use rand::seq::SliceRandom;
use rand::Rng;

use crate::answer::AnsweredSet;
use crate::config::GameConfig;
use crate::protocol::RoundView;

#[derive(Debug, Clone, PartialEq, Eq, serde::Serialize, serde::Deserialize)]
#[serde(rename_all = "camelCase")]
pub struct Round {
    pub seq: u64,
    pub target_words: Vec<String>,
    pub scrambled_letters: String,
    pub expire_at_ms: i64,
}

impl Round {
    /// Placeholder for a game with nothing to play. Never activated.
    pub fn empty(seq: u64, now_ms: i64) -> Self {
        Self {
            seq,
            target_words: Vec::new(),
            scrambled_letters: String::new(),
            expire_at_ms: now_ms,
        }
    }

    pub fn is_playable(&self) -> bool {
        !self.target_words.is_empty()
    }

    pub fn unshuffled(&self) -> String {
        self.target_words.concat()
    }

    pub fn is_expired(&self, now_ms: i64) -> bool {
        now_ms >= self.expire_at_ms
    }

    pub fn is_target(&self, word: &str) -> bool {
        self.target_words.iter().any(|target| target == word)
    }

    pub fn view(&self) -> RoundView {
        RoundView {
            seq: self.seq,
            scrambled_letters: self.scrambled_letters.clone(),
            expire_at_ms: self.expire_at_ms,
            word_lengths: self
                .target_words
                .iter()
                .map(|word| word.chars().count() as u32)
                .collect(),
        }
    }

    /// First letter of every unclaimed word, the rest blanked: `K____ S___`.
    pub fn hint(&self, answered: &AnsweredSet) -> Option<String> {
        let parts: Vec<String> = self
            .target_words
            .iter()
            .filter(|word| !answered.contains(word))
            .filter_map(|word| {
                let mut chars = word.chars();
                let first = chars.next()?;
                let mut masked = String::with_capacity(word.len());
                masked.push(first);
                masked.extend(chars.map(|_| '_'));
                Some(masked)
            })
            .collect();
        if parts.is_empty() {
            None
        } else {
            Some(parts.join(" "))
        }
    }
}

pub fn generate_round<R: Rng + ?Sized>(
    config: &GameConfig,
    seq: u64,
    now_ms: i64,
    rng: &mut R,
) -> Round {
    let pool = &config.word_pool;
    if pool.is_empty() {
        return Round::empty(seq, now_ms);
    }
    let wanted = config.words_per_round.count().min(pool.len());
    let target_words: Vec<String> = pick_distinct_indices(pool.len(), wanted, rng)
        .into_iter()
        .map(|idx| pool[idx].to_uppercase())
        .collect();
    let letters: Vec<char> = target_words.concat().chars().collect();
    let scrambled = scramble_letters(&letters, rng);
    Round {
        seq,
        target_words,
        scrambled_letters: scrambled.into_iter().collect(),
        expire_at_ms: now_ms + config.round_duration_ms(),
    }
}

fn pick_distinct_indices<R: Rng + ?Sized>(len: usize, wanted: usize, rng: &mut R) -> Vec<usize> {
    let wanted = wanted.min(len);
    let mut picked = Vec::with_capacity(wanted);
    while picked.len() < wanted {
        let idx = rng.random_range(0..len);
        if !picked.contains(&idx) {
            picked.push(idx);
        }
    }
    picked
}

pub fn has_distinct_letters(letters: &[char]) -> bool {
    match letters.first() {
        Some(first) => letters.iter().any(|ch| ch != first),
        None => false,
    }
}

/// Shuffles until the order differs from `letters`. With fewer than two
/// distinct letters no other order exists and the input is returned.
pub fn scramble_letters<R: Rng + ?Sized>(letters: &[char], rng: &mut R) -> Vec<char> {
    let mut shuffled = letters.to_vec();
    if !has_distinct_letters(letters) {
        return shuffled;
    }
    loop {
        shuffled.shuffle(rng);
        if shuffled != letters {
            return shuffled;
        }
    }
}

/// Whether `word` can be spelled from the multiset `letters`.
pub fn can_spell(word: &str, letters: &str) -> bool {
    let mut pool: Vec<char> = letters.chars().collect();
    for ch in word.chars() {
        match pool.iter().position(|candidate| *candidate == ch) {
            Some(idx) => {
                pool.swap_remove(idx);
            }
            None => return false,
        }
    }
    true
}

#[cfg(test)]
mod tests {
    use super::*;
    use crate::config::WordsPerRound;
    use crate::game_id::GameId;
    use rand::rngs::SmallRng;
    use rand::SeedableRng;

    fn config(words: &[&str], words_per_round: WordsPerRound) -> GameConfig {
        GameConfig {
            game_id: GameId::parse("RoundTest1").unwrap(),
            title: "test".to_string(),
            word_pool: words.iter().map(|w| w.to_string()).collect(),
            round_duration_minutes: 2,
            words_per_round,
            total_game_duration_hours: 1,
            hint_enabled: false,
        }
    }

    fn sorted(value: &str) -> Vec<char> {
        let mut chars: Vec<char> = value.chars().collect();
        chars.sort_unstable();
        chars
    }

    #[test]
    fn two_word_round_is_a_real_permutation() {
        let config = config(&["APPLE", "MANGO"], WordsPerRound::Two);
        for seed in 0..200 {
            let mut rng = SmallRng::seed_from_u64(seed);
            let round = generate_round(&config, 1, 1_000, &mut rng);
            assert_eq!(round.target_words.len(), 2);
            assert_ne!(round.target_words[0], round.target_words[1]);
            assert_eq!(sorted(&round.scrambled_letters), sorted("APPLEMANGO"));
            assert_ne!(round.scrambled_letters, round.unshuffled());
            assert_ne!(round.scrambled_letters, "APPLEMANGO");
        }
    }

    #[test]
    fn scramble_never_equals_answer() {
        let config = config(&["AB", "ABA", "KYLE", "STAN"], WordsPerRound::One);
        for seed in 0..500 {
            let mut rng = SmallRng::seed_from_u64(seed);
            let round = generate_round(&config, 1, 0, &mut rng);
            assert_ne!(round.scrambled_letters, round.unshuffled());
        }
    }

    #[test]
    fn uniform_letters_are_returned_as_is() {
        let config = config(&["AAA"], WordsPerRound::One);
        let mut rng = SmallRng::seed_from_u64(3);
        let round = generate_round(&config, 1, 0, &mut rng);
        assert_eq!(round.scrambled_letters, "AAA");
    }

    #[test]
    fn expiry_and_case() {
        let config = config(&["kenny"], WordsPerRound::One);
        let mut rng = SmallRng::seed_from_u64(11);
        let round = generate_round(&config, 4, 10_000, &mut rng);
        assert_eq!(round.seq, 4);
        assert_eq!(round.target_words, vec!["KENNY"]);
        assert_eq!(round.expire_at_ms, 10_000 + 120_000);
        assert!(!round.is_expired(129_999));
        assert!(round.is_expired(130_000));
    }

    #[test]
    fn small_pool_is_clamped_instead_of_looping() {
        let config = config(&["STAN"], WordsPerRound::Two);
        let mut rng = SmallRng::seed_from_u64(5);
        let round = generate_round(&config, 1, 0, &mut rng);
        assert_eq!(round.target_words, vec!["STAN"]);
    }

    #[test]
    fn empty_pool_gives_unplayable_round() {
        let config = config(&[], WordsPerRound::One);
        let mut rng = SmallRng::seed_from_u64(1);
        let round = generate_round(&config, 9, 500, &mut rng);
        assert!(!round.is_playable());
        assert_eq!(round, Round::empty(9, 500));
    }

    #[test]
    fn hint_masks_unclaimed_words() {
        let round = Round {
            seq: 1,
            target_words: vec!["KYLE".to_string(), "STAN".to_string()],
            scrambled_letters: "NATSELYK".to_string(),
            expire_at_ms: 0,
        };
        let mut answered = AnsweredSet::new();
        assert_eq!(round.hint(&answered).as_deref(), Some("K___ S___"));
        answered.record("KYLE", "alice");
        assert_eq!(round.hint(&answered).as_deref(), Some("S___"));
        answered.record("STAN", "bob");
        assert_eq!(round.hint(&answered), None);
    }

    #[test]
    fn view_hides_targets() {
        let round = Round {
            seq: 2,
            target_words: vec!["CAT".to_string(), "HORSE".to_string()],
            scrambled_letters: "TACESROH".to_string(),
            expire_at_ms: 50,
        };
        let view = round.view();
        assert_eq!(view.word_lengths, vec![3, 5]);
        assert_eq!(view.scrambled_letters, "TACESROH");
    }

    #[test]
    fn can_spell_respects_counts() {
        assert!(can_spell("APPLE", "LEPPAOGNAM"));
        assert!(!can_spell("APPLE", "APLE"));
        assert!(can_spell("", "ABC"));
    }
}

════

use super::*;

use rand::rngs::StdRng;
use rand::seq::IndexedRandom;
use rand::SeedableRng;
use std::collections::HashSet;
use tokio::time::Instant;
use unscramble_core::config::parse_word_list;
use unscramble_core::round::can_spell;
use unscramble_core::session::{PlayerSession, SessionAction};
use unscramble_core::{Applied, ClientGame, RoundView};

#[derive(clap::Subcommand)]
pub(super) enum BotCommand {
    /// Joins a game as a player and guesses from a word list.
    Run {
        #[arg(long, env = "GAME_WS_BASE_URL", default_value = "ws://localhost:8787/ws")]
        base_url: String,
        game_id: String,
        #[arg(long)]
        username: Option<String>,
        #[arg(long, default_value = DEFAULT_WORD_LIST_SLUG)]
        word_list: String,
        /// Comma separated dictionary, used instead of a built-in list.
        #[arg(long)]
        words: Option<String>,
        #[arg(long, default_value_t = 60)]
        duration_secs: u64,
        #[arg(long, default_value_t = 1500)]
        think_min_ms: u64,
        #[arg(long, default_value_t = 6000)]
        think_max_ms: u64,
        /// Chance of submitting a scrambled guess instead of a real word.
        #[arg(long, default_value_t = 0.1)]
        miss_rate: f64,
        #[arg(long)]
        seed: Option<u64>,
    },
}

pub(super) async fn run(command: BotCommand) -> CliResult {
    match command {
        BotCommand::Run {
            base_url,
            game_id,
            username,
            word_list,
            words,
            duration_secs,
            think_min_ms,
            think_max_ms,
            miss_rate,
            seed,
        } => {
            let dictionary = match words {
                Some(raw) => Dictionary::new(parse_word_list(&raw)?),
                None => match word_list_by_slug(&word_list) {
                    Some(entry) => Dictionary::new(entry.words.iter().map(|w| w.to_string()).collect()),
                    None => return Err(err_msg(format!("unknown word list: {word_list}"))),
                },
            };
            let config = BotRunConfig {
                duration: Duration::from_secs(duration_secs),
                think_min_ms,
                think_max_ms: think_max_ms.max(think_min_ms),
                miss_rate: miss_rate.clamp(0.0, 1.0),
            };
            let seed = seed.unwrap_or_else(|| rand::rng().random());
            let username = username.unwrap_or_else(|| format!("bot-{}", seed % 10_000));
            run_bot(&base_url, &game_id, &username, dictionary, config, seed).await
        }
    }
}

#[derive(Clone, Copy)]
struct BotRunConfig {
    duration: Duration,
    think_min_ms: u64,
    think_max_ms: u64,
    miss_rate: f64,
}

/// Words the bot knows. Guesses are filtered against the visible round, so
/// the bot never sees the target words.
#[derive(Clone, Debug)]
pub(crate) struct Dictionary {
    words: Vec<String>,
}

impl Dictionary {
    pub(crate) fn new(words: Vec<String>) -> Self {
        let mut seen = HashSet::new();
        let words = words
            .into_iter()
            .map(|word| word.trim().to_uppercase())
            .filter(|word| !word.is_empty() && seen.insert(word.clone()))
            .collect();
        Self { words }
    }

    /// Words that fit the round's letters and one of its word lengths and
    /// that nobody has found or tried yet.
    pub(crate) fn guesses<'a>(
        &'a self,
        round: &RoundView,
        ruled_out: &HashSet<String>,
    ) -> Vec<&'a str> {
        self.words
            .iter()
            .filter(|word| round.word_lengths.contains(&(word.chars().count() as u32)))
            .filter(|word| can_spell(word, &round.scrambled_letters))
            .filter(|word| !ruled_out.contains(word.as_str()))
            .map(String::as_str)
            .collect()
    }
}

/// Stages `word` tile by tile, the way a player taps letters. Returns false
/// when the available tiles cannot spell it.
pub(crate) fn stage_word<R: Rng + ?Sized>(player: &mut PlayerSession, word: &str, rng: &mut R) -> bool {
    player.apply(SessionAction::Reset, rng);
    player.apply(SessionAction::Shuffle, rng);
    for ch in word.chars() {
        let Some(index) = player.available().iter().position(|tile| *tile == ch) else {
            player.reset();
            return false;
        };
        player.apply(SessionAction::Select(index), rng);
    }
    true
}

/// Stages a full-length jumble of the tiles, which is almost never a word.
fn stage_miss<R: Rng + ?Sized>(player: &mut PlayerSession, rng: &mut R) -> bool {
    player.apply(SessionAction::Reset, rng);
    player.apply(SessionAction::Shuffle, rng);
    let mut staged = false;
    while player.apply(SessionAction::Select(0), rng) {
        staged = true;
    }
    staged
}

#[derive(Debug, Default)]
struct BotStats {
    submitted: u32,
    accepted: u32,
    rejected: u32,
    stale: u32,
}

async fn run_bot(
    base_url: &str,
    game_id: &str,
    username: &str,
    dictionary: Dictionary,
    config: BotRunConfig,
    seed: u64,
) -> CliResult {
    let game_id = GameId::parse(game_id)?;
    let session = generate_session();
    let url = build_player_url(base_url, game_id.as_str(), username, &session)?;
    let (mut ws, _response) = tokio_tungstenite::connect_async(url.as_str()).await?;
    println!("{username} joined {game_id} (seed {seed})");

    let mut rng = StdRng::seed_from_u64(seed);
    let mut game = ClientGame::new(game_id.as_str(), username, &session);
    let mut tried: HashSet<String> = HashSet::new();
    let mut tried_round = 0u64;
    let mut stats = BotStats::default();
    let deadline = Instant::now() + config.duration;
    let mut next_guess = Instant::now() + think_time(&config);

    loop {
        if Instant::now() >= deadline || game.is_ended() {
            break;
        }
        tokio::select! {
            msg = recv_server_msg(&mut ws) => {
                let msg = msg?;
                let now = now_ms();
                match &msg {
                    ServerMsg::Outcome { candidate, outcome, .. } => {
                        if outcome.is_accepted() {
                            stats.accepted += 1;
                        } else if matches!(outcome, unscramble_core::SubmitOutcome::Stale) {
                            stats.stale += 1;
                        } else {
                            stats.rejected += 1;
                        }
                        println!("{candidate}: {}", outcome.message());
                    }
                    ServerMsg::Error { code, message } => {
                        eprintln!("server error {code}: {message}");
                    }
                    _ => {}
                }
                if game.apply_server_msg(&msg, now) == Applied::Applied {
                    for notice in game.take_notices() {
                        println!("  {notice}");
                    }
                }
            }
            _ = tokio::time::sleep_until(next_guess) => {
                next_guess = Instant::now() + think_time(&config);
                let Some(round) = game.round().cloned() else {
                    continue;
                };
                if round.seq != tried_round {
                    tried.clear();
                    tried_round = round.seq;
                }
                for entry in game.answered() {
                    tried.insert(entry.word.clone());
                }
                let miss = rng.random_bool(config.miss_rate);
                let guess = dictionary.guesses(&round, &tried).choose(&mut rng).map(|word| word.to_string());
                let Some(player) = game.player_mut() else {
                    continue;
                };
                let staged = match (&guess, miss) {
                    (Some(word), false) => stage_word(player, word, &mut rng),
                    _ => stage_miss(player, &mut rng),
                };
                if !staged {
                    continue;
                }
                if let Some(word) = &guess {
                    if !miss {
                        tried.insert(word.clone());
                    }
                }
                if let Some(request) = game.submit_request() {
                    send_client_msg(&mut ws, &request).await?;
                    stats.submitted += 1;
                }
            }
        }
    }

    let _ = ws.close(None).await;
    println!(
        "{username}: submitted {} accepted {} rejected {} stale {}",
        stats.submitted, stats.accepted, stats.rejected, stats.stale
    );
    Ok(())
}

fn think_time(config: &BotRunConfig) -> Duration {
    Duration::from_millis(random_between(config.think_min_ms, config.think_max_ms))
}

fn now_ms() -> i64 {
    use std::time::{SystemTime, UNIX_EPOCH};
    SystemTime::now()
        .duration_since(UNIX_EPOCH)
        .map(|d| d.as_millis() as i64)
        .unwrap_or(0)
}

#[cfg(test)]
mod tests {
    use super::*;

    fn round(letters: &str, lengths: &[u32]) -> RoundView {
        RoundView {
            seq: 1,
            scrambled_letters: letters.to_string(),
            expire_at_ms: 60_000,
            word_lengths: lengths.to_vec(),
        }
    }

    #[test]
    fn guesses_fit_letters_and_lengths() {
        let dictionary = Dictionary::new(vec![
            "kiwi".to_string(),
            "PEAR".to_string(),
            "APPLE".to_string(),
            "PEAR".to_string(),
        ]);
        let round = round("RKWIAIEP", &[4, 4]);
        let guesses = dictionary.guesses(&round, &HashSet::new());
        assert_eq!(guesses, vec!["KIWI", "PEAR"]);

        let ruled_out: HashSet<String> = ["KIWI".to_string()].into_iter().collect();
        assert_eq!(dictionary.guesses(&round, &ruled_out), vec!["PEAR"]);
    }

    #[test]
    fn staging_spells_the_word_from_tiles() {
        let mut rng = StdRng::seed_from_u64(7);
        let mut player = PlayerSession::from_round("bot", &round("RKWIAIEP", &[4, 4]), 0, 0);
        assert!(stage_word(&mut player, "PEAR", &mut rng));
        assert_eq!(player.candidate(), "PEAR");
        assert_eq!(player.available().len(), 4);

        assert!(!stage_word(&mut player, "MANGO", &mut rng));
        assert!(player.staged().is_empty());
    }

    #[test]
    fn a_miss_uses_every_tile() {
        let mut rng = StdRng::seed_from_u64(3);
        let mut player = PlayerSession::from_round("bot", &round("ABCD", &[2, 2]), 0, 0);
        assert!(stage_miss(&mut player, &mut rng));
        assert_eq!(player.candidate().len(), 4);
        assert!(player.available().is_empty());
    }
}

════

Pull each line containing the word "SmallRng" out of the data above.

    use rand::rngs::SmallRng;
            let mut rng = SmallRng::seed_from_u64(seed);
            let mut rng = SmallRng::seed_from_u64(seed);
        let mut rng = SmallRng::seed_from_u64(3);
        let mut rng = SmallRng::seed_from_u64(11);
        let mut rng = SmallRng::seed_from_u64(5);
        let mut rng = SmallRng::seed_from_u64(1);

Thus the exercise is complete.